Jason la condujo al centro de la pista, le ofreció los brazos y empezaron a bailar. Menos mal que había
decidido ponerse su vestido amarillo. Todo el mundo los estaba mirando, y aún no se lo había puesto
allí.
-Hace mucho que no bailo -admitió con una sonrisa-. De hecho, hay unas cuantas cosas que no hago
hace mucho tiempo y que estoy ansioso por practicar.
-Si las haces tan bien como bailas, deben ser una experiencia deliciosa.
Amanda sintió una ola de calor partir del cuerpo de Jason y esperó un momento a que dijese algo,
pero no lo hizo. La música terminó y se detuvieron al otro lado del salón. Unos aplausos agradecieron la
interpretación de los músicos. Inmediatamente empezó otra canción y Jason volvió a moverse con
Amanda en los brazos.
-Me gustaría tener todo este lugar para nosotros solos -dijo él, sonriendo.

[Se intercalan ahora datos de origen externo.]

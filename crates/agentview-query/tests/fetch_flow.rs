//! Fetch/mutation flow tests
//!
//! Revalidation triggers, ordering guarantees and cache propagation between
//! controllers sharing one context.

use agentview_core::ClientError;
use agentview_query::prelude::*;
use agentview_test_utils::{CallCounter, PendingResponses, ScriptedResponses};
use std::time::Duration;

fn pending_loader(pending: &PendingResponses<u32>) -> agentview_query::Loader<u32> {
    let pending = pending.clone();
    loader(move || pending.call())
}

fn scripted_loader(script: &ScriptedResponses<u32>) -> agentview_query::Loader<u32> {
    let script = script.clone();
    loader(move || script.call())
}

async fn settle() {
    for _ in 0..8 {
        tokio::task::yield_now().await;
    }
}

#[tokio::test]
async fn newer_resolution_wins_over_older_one() {
    let context = QueryContext::default();
    let pending = PendingResponses::new();
    let controller = FetchController::new(
        &context,
        Some("leads"),
        pending_loader(&pending),
        FetchOptions::new(),
    );

    let resolver = async {
        while pending.calls() < 2 {
            tokio::task::yield_now().await;
        }
        assert!(pending.resolve(1, Ok(2)));
        settle().await;
        assert!(pending.resolve(0, Ok(1)));
    };

    tokio::join!(controller.refresh(), controller.refresh(), resolver);

    assert_eq!(controller.data(), Some(2));
    assert_eq!(context.cache.get::<u32>("leads"), Some(2));
    let state = controller.state();
    assert!(!state.is_loading);
    assert!(!state.is_validating);
}

#[tokio::test]
async fn stale_error_does_not_mask_newer_data() {
    let context = QueryContext::default();
    let pending = PendingResponses::new();
    let controller = FetchController::new(
        &context,
        Some("leads"),
        pending_loader(&pending),
        FetchOptions::new(),
    );

    let resolver = async {
        while pending.calls() < 2 {
            tokio::task::yield_now().await;
        }
        pending.resolve(1, Ok(9));
        settle().await;
        pending.resolve(0, Err(ClientError::Network("late".to_string())));
    };

    tokio::join!(controller.refresh(), controller.refresh(), resolver);

    assert_eq!(controller.data(), Some(9));
    assert_eq!(controller.state().error, None);
}

#[tokio::test]
async fn older_success_does_not_overwrite_newer_error() {
    let context = QueryContext::default();
    let pending = PendingResponses::new();
    let controller = FetchController::new(
        &context,
        Some("leads"),
        pending_loader(&pending),
        FetchOptions::new(),
    );

    let resolver = async {
        while pending.calls() < 2 {
            tokio::task::yield_now().await;
        }
        pending.resolve(1, Err(ClientError::Network("newer failed".to_string())));
        settle().await;
        pending.resolve(0, Ok(1));
    };

    tokio::join!(controller.refresh(), controller.refresh(), resolver);

    let state = controller.state();
    assert_eq!(state.data, None);
    assert_eq!(state.error, Some(ClientError::Network("newer failed".to_string())));
    assert!(!state.is_loading);
    assert!(!context.cache.contains("leads"));
}

#[tokio::test]
async fn revalidation_keeps_stale_data_visible() {
    let context = QueryContext::default();
    context.cache.set("campaigns", 1_u32);
    let pending = PendingResponses::new();
    let controller = FetchController::new(
        &context,
        Some("campaigns"),
        pending_loader(&pending),
        FetchOptions::new(),
    );
    let mut rx = controller.subscribe();

    let observer = async {
        rx.wait_for(|s| s.is_validating).await.unwrap();
        let during = controller.state();
        assert_eq!(during.data, Some(1));
        assert!(!during.is_loading);
        pending.resolve(0, Ok(2));
    };

    tokio::join!(controller.refresh(), observer);

    assert_eq!(controller.state(), FetchState::seeded(2));
}

#[tokio::test]
async fn focus_and_reconnect_signals_revalidate() {
    let context = QueryContext::default();
    context.cache.set("icps", 0_u32);
    let script = ScriptedResponses::new([Ok(1), Ok(2)]);
    let controller = FetchController::new(
        &context,
        Some("icps"),
        scripted_loader(&script),
        FetchOptions::new(),
    );
    controller.start();
    settle().await;
    assert_eq!(script.calls(), 0);

    let mut rx = controller.subscribe();
    context.signals.notify_focus();
    rx.wait_for(|s| s.data == Some(1)).await.unwrap();

    context.signals.notify_reconnect();
    rx.wait_for(|s| s.data == Some(2)).await.unwrap();
    assert_eq!(script.calls(), 2);
}

#[tokio::test]
async fn disabled_triggers_are_ignored() {
    let context = QueryContext::default();
    context.cache.set("icps", 0_u32);
    let script = ScriptedResponses::new([Ok(1)]);
    let controller = FetchController::new(
        &context,
        Some("icps"),
        scripted_loader(&script),
        FetchOptions::new()
            .revalidate_on_focus(false)
            .revalidate_on_reconnect(false),
    );
    controller.start();

    context.signals.notify_focus();
    context.signals.notify_reconnect();
    settle().await;

    assert_eq!(script.calls(), 0);
    assert_eq!(context.signals.subscriber_count(), 0);
}

#[tokio::test(start_paused = true)]
async fn refresh_interval_refetches_on_cadence() {
    let context = QueryContext::default();
    let script = ScriptedResponses::new([Ok(1), Ok(2), Ok(3)]);
    let controller = FetchController::new(
        &context,
        Some("insights"),
        scripted_loader(&script),
        FetchOptions::new().refresh_interval(Duration::from_secs(10)),
    );
    let mut rx = controller.subscribe();

    controller.start();
    rx.wait_for(|s| s.data == Some(1)).await.unwrap();

    tokio::time::sleep(Duration::from_secs(10)).await;
    rx.wait_for(|s| s.data == Some(2)).await.unwrap();

    tokio::time::sleep(Duration::from_secs(10)).await;
    rx.wait_for(|s| s.data == Some(3)).await.unwrap();

    controller.stop();
    tokio::time::sleep(Duration::from_secs(30)).await;
    settle().await;
    assert_eq!(script.calls(), 3);
}

#[tokio::test]
async fn dispose_discards_in_flight_resolution() {
    let context = QueryContext::default();
    context.cache.set("leads", 1_u32);
    let pending = PendingResponses::new();
    let controller = FetchController::new(
        &context,
        Some("leads"),
        pending_loader(&pending),
        FetchOptions::new(),
    );

    let disposer = async {
        while pending.calls() < 1 {
            tokio::task::yield_now().await;
        }
        controller.dispose();
        pending.resolve(0, Ok(5));
    };
    tokio::join!(controller.refresh(), disposer);

    assert!(controller.is_disposed());
    assert_eq!(controller.state(), FetchState::seeded(1));
    assert_eq!(context.cache.get::<u32>("leads"), Some(1));
    assert_eq!(context.signals.subscriber_count(), 0);
}

#[tokio::test]
async fn stop_unsubscribes_before_returning() {
    let context = QueryContext::default();
    context.cache.set("leads", 1_u32);
    let script = ScriptedResponses::new([Ok(2)]);
    let controller = FetchController::new(
        &context,
        Some("leads"),
        scripted_loader(&script),
        FetchOptions::new(),
    );

    controller.start();
    controller.stop();
    context.signals.notify_focus();
    settle().await;

    assert_eq!(script.calls(), 0);
}

#[tokio::test]
async fn stop_during_initial_load_clears_loading_flag() {
    let context = QueryContext::default();
    let pending = PendingResponses::new();
    let controller = FetchController::new(
        &context,
        Some("leads"),
        pending_loader(&pending),
        FetchOptions::new(),
    );
    let mut rx = controller.subscribe();

    controller.start();
    while pending.calls() < 1 {
        tokio::task::yield_now().await;
    }
    assert!(controller.state().is_loading);

    controller.stop();
    tokio::time::timeout(Duration::from_secs(1), rx.wait_for(|s| !s.is_loading))
        .await
        .expect("loading flag cleared")
        .unwrap();

    assert_eq!(controller.state(), FetchState::empty());
    assert!(!pending.resolve(0, Ok(1)));
    assert!(!context.cache.contains("leads"));
}

#[tokio::test]
async fn mutation_invalidation_triggers_refetch_on_next_read() {
    let context = QueryContext::default();
    let script = ScriptedResponses::new([Ok(10), Ok(11)]);
    let leads = FetchController::new(
        &context,
        Some("leads"),
        scripted_loader(&script),
        FetchOptions::new(),
    );
    leads.refresh().await;
    assert_eq!(leads.data(), Some(10));

    let successes = CallCounter::new();
    let create = MutationController::new(
        &context,
        mutator(|n: u32| async move { Ok(n) }),
        MutationOptions::new().invalidate_keys(["leads"]).on_success({
            let successes = successes.clone();
            move |_: &u32| successes.hit()
        }),
    );

    assert_eq!(create.execute(3).await, Some(3));
    assert!(!context.cache.contains("leads"));
    assert_eq!(leads.data(), Some(10));

    assert!(leads.revalidate_if_stale().await);
    assert_eq!(leads.data(), Some(11));
    assert_eq!(successes.count(), 1);
}

#[tokio::test]
async fn second_controller_on_same_key_is_seeded_by_first() {
    let context = QueryContext::default();
    let first_script = ScriptedResponses::new([Ok(4)]);
    let first = FetchController::new(
        &context,
        Some("competitors"),
        scripted_loader(&first_script),
        FetchOptions::new(),
    );
    first.refresh().await;

    let second_script = ScriptedResponses::new([Ok(5)]);
    let second = FetchController::new(
        &context,
        Some("competitors"),
        scripted_loader(&second_script),
        FetchOptions::new(),
    );
    second.start();
    settle().await;

    assert_eq!(second.state(), FetchState::seeded(4));
    assert_eq!(second_script.calls(), 0);
}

Amanda se dejó llevar por la magia del momento, de su sonrisa, de sus manos. Lo había echado de
menos. Estar cerca de él era como volver a casa. Como si aquel fuese su lugar en el mundo.
La pista de baile se fue llenando rápidamente. Algunos de los hombres que no bailaban se atrevieron a
acercarse a las mujeres y a empezar a charlar.
Cuando la música terminó, Jason tomó la mano de Amanda y ambos salieron al porche. El aire era
fresco y la luna llena brillaba sobre los árboles.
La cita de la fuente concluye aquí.